*Exercise inputs:*
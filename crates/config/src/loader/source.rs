//! Source loading strategies.
//!
//! Responsibilities:
//! - Describe construction input (`ConfigSource`).
//! - Turn a source into a mapping through an ordered list of strategies.
//! - Report soft misses explicitly (`LoadOutcome::NotApplicable`) so the next
//!   strategy can be tried.
//!
//! Does NOT handle:
//! - Environment overrides (see env.rs).
//! - Mandatory key checks (see validate.rs).
//!
//! Invariants:
//! - Strategies run in a fixed order: structured source, then serialized text.
//!   A mapping is never re-parsed as text.
//! - A file that cannot be read is a hard `ConfigError::FileAccess`; only
//!   parse problems are soft misses.
//! - Only plain scalars, sequences and mappings are accepted from YAML. A
//!   local `!` tag, or a `!!` tag outside the safe core set (see tags.rs),
//!   rejects the whole document.
//! - An empty mapping never wins; the next strategy is tried.

use std::fmt;
use std::path::{Path, PathBuf};

use serde_yaml::{Mapping, Value};

use super::error::ConfigError;
use super::tags::find_unsafe_tag;

/// Input accepted by the loader.
#[derive(Debug, Clone, PartialEq)]
pub enum ConfigSource {
    /// An already-structured mapping.
    Mapping(Mapping),
    /// Path to a YAML document on disk.
    Path(PathBuf),
    /// Literal YAML text.
    Inline(String),
    /// Any other value; no strategy applies to it.
    Unsupported(Value),
}

impl ConfigSource {
    /// Literal YAML text, parsed without touching the filesystem.
    pub fn inline(text: impl Into<String>) -> Self {
        ConfigSource::Inline(text.into())
    }
}

impl From<Mapping> for ConfigSource {
    fn from(mapping: Mapping) -> Self {
        ConfigSource::Mapping(mapping)
    }
}

/// Strings are references to documents on disk.
impl From<&str> for ConfigSource {
    fn from(path: &str) -> Self {
        ConfigSource::Path(PathBuf::from(path))
    }
}

impl From<String> for ConfigSource {
    fn from(path: String) -> Self {
        ConfigSource::Path(PathBuf::from(path))
    }
}

impl From<PathBuf> for ConfigSource {
    fn from(path: PathBuf) -> Self {
        ConfigSource::Path(path)
    }
}

impl From<&Path> for ConfigSource {
    fn from(path: &Path) -> Self {
        ConfigSource::Path(path.to_path_buf())
    }
}

impl From<Value> for ConfigSource {
    fn from(value: Value) -> Self {
        match value {
            Value::Mapping(mapping) => ConfigSource::Mapping(mapping),
            Value::String(path) => ConfigSource::Path(PathBuf::from(path)),
            other => ConfigSource::Unsupported(other),
        }
    }
}

/// Why a strategy declined a source.
#[derive(Debug, Clone, Copy, PartialEq, Eq)]
pub enum NotApplicable {
    /// The source is not an already-structured mapping.
    NotStructured,
    /// The source is neither a path nor inline text.
    NotText,
    /// The document is empty or null.
    EmptyDocument,
    /// The document parsed, but its root is not a mapping.
    NotAMapping,
    /// The document is not valid YAML.
    ParseFailed,
    /// The document uses YAML tags, which the safe loader refuses.
    TaggedValue,
}

impl NotApplicable {
    pub fn as_str(&self) -> &'static str {
        match self {
            NotApplicable::NotStructured => "not_structured",
            NotApplicable::NotText => "not_text",
            NotApplicable::EmptyDocument => "empty_document",
            NotApplicable::NotAMapping => "not_a_mapping",
            NotApplicable::ParseFailed => "parse_failed",
            NotApplicable::TaggedValue => "tagged_value",
        }
    }
}

impl fmt::Display for NotApplicable {
    fn fmt(&self, f: &mut fmt::Formatter<'_>) -> fmt::Result {
        f.write_str(self.as_str())
    }
}

/// Result of a single strategy that did not fail hard.
#[derive(Debug, Clone, PartialEq)]
pub enum LoadOutcome {
    Loaded(Mapping),
    NotApplicable(NotApplicable),
}

/// A way of turning a `ConfigSource` into a mapping.
pub(crate) trait SourceStrategy {
    fn name(&self) -> &'static str;

    fn load(&self, source: &ConfigSource) -> Result<LoadOutcome, ConfigError>;
}

/// Accepts mappings as they are.
pub(crate) struct StructuredSource;

impl SourceStrategy for StructuredSource {
    fn name(&self) -> &'static str {
        "structured"
    }

    fn load(&self, source: &ConfigSource) -> Result<LoadOutcome, ConfigError> {
        Ok(match source {
            ConfigSource::Mapping(mapping) => LoadOutcome::Loaded(mapping.clone()),
            _ => LoadOutcome::NotApplicable(NotApplicable::NotStructured),
        })
    }
}

/// Reads YAML from a file or from inline text.
pub(crate) struct SerializedText;

impl SourceStrategy for SerializedText {
    fn name(&self) -> &'static str {
        "yaml"
    }

    fn load(&self, source: &ConfigSource) -> Result<LoadOutcome, ConfigError> {
        match source {
            ConfigSource::Path(path) => {
                let content =
                    std::fs::read_to_string(path).map_err(|e| ConfigError::FileAccess {
                        path: path.clone(),
                        source: e,
                    })?;
                Ok(parse_document(&content))
            }
            ConfigSource::Inline(text) => Ok(parse_document(text)),
            _ => Ok(LoadOutcome::NotApplicable(NotApplicable::NotText)),
        }
    }
}

const STRATEGIES: [&dyn SourceStrategy; 2] = [&StructuredSource, &SerializedText];

/// Run the strategies in order and return the first non-empty mapping.
///
/// `Ok(None)` means every strategy missed. Hard errors stop the chain.
pub(crate) fn resolve_source(source: &ConfigSource) -> Result<Option<Mapping>, ConfigError> {
    for strategy in STRATEGIES {
        match strategy.load(source)? {
            LoadOutcome::Loaded(mapping) if !mapping.is_empty() => {
                tracing::trace!(strategy = strategy.name(), "Config source loaded");
                return Ok(Some(mapping));
            }
            LoadOutcome::Loaded(_) => {
                tracing::debug!(
                    strategy = strategy.name(),
                    "Config source produced an empty mapping"
                );
            }
            LoadOutcome::NotApplicable(reason) => {
                tracing::trace!(
                    strategy = strategy.name(),
                    reason = reason.as_str(),
                    "Config source not applicable"
                );
            }
        }
    }
    Ok(None)
}

/// Parse a YAML document, accepting only untagged mappings.
pub(crate) fn parse_document(text: &str) -> LoadOutcome {
    if text.trim().is_empty() {
        return LoadOutcome::NotApplicable(NotApplicable::EmptyDocument);
    }
    if let Some(tag) = find_unsafe_tag(text) {
        tracing::debug!(tag = %tag, "Rejected YAML config document with unsafe tag");
        return LoadOutcome::NotApplicable(NotApplicable::TaggedValue);
    }

    let reason = match serde_yaml::from_str::<Value>(text) {
        Ok(Value::Mapping(mapping)) => {
            if mapping.iter().any(|(k, v)| contains_tag(k) || contains_tag(v)) {
                NotApplicable::TaggedValue
            } else {
                return LoadOutcome::Loaded(mapping);
            }
        }
        Ok(Value::Null) => NotApplicable::EmptyDocument,
        Ok(Value::Tagged(_)) => NotApplicable::TaggedValue,
        Ok(_) => NotApplicable::NotAMapping,
        Err(error) => {
            tracing::debug!(error = %error, "Could not parse config as YAML");
            NotApplicable::ParseFailed
        }
    };

    if reason != NotApplicable::ParseFailed {
        tracing::debug!(reason = reason.as_str(), "Rejected YAML config document");
    }
    LoadOutcome::NotApplicable(reason)
}

fn contains_tag(value: &Value) -> bool {
    match value {
        Value::Tagged(_) => true,
        Value::Sequence(items) => items.iter().any(contains_tag),
        Value::Mapping(mapping) => mapping.iter().any(|(k, v)| contains_tag(k) || contains_tag(v)),
        _ => false,
    }
}
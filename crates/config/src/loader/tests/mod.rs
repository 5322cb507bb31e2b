//! Tests for the configuration loader.
//!
//! Responsibilities:
//! - Test the source strategies and their soft-miss reasons.
//! - Test building from mappings, files and inline YAML.
//! - Test environment overlay precedence and blank handling.
//! - Test mandatory key validation and nested attribute resolution.
//! - Test dotenv gating.
//!
//! Invariants:
//! - Tests that touch the process environment use `serial_test` and `env_lock()`.
//! - Temporary directories are cleaned up automatically via `tempfile`.

use std::collections::HashMap;
use std::path::{Path, PathBuf};
use std::sync::Mutex;

use serde_yaml::{Mapping, Value};


/// Returns the global test lock for environment variable isolation.
pub fn env_lock() -> &'static Mutex<()> {
    crate::test_util::global_test_lock()
}

/// An attribute mapping document used across tests.
pub const ATTRIBUTES_YAML: &str = r#"
attributes:
  mail:
    saml: [email, emailAdress]
    openid: [email]
hash: [edupersontargetedid]
"#;

/// A complete configuration as YAML with an inline attribute mapping.
pub const FULL_CONFIG_YAML: &str = r#"
BASE: https://proxy.example.com
COOKIE_STATE_NAME: SATOSA_STATE
STATE_ENCRYPTION_KEY: file-state-key
USER_ID_HASH_SALT: file-salt
BACKEND_MODULES:
  - plugins/saml2_backend.yaml
FRONTEND_MODULES:
  - plugins/saml2_frontend.yaml
INTERNAL_ATTRIBUTES:
  attributes:
    mail:
      saml: [email]
"#;

/// Mapping with every mandatory key, using an inline attribute mapping.
pub fn full_mapping() -> Mapping {
    serde_yaml::from_str(FULL_CONFIG_YAML).unwrap()
}

/// `full_mapping()` without `key`.
pub fn mapping_without(key: &str) -> Mapping {
    let mut mapping = full_mapping();
    mapping.remove(key);
    mapping
}

/// `full_mapping()` with `key` set to `value`.
pub fn mapping_with(key: &str, value: impl Into<Value>) -> Mapping {
    let mut mapping = full_mapping();
    mapping.insert(Value::from(key), value.into());
    mapping
}

/// Writes `content` to `dir/name` and returns the path.
pub fn write_document(dir: &Path, name: &str, content: &str) -> PathBuf {
    let path = dir.join(name);
    std::fs::write(&path, content).unwrap();
    path
}

/// A fake environment built from key/value pairs.
pub fn fake_env<const N: usize>(vars: [(&str, &str); N]) -> HashMap<String, String> {
    vars.into_iter()
        .map(|(k, v)| (k.to_string(), v.to_string()))
        .collect()
}

/// An environment with nothing set.
pub fn empty_env() -> HashMap<String, String> {
    HashMap::new()
}
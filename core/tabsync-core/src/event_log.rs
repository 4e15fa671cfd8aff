//! Append-only diagnostic log persisted under `eventLogs`.
//!
//! Every entry is mirrored to `tracing` at info level. The persisted copy is
//! what the popup shows; appends are serialized so concurrent event handlers
//! never drop each other's lines.

use std::sync::Arc;

use chrono::{SecondsFormat, Utc};
use tabsync_protocol::keys;
use tokio::sync::Mutex;

use crate::error::Result;
use crate::store::StoreClient;

#[derive(Clone)]
pub struct EventLog {
    store: StoreClient,
    capacity: usize,
    append_lock: Arc<Mutex<()>>,
}

impl EventLog {
    pub fn new(store: StoreClient, capacity: usize) -> Self {
        Self {
            store,
            capacity,
            append_lock: Arc::new(Mutex::new(())),
        }
    }

    /// Appends a timestamped line. Failures are logged, never returned.
    pub async fn record(&self, message: impl Into<String>) {
        let message = message.into();
        tracing::info!(target: "tabsync::event_log", "{}", message);
        if let Err(err) = self.append(&message).await {
            tracing::warn!(error = %err, "Failed to persist event log entry");
        }
    }

    async fn append(&self, message: &str) -> Result<()> {
        let _guard = self.append_lock.lock().await;
        let mut entries = self.entries().await?;
        entries.push(format!(
            "{} - {}",
            Utc::now().to_rfc3339_opts(SecondsFormat::Millis, true),
            message
        ));
        if entries.len() > self.capacity {
            let overflow = entries.len() - self.capacity;
            entries.drain(..overflow);
        }
        self.store.set(keys::EVENT_LOGS, &entries).await?;
        Ok(())
    }

    /// Oldest first.
    pub async fn entries(&self) -> Result<Vec<String>> {
        Ok(self
            .store
            .get::<Vec<String>>(keys::EVENT_LOGS)
            .await?
            .unwrap_or_default())
    }
}
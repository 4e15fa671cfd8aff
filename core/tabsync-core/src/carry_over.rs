//! Carry-over set: tabs marked to survive a project switch.
//!
//! Keyed by tab id, valued by the tab's last-known URL, persisted under
//! `carryOverTabs` with stringified ids as JSON object keys.
//!
//! Tab ids are only valid while the tab instance exists. Entries for tabs that
//! are gone are stale: every lookup treats them as absent, and
//! [`CarryOverSet::prune_stale`] drops them once the full live tab set is known.
//! A tab moved into another window during a switch can come back under a new
//! id, so migration re-keys entries with [`CarryOverSet::rekey`] instead of
//! tracking by the old id.
//!
//! All read-modify-write sequences on the set are serialized within the
//! process; `rekey` in particular must never interleave with a concurrent
//! `mark` or `unmark`.

use std::collections::{BTreeMap, HashSet};
use std::sync::Arc;

use tabsync_protocol::{keys, Tab, TabId};
use tokio::sync::Mutex;

use crate::error::Result;
use crate::registry::ProjectRegistry;
use crate::store::StoreClient;

pub type CarryOverEntries = BTreeMap<TabId, String>;

/// What a context-menu toggle did, for the presentation layer to announce.
#[derive(Debug, Clone, Copy, PartialEq, Eq)]
pub enum CarryOverToggle {
    Marked,
    Unmarked,
}

#[derive(Clone)]
pub struct CarryOverSet {
    store: StoreClient,
    registry: ProjectRegistry,
    write_lock: Arc<Mutex<()>>,
}

impl CarryOverSet {
    pub fn new(store: StoreClient, registry: ProjectRegistry) -> Self {
        Self {
            store,
            registry,
            write_lock: Arc::new(Mutex::new(())),
        }
    }

    pub async fn entries(&self) -> Result<CarryOverEntries> {
        let raw = self
            .store
            .get::<BTreeMap<String, String>>(keys::CARRY_OVER_TABS)
            .await?
            .unwrap_or_default();
        Ok(raw
            .into_iter()
            .filter_map(|(key, url)| match key.parse::<i64>() {
                Ok(id) => Some((TabId(id), url)),
                Err(_) => {
                    tracing::warn!(key = %key, "Ignoring carry-over entry with non-numeric tab id");
                    None
                }
            })
            .collect())
    }

    async fn save(&self, entries: &CarryOverEntries) -> Result<()> {
        let raw: BTreeMap<String, &String> = entries
            .iter()
            .map(|(id, url)| (id.to_string(), url))
            .collect();
        self.store.set(keys::CARRY_OVER_TABS, &raw).await?;
        Ok(())
    }

    /// Marks `tab_id` as carry-over and drops `url` from every project's tab
    /// list; a carry-over tab is not part of any project's membership.
    pub async fn mark(&self, tab_id: TabId, url: &str) -> Result<()> {
        {
            let _guard = self.write_lock.lock().await;
            let mut entries = self.entries().await?;
            entries.insert(tab_id, url.to_string());
            self.save(&entries).await?;
        }
        self.registry.remove_url_everywhere(url).await?;
        tracing::info!(tab_id = %tab_id, url, "Tab marked for carry over");
        Ok(())
    }

    /// Returns whether an entry was removed.
    pub async fn unmark(&self, tab_id: TabId) -> Result<bool> {
        let _guard = self.write_lock.lock().await;
        let mut entries = self.entries().await?;
        if entries.remove(&tab_id).is_none() {
            return Ok(false);
        }
        self.save(&entries).await?;
        tracing::info!(tab_id = %tab_id, "Tab removed from carry over");
        Ok(true)
    }

    /// Tracks navigation of a marked tab. Unmarked tabs are ignored.
    pub async fn on_url_changed(&self, tab_id: TabId, new_url: &str) -> Result<bool> {
        let _guard = self.write_lock.lock().await;
        let mut entries = self.entries().await?;
        match entries.get_mut(&tab_id) {
            Some(url) if url != new_url => {
                *url = new_url.to_string();
            }
            _ => return Ok(false),
        }
        self.save(&entries).await?;
        Ok(true)
    }

    pub async fn is_marked(&self, tab_id: TabId) -> Result<bool> {
        Ok(self.entries().await?.contains_key(&tab_id))
    }

    pub async fn urls(&self) -> Result<HashSet<String>> {
        Ok(self.entries().await?.into_values().collect())
    }

    /// Replaces the `old` entry with `new → url` in a single write.
    pub async fn rekey(&self, old: TabId, new: TabId, url: &str) -> Result<()> {
        let _guard = self.write_lock.lock().await;
        let mut entries = self.entries().await?;
        entries.remove(&old);
        entries.insert(new, url.to_string());
        self.save(&entries).await?;
        tracing::debug!(old = %old, new = %new, url, "Carry-over entry re-keyed");
        Ok(())
    }

    /// Context-menu action: marks an unmarked tab, unmarks a marked one.
    pub async fn toggle(&self, tab: &Tab) -> Result<CarryOverToggle> {
        if self.is_marked(tab.id).await? {
            self.unmark(tab.id).await?;
            Ok(CarryOverToggle::Unmarked)
        } else {
            self.mark(tab.id, &tab.url).await?;
            Ok(CarryOverToggle::Marked)
        }
    }

    /// Drops entries whose tab is not in `live`. Returns how many were dropped.
    pub async fn prune_stale(&self, live: &HashSet<TabId>) -> Result<usize> {
        let _guard = self.write_lock.lock().await;
        let mut entries = self.entries().await?;
        let before = entries.len();
        entries.retain(|id, _| live.contains(id));
        let dropped = before - entries.len();
        if dropped > 0 {
            self.save(&entries).await?;
            tracing::info!(dropped, "Dropped carry-over entries for closed tabs");
        }
        Ok(dropped)
    }
}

*Prompt:* Show the lines of the entries that include the string "static", copying each in full.

*Problem solution:*
    pub fn as_str(&self) -> &'static str {
    fn name(&self) -> &'static str;
    fn name(&self) -> &'static str {
    fn name(&self) -> &'static str {
pub fn env_lock() -> &'static Mutex<()> {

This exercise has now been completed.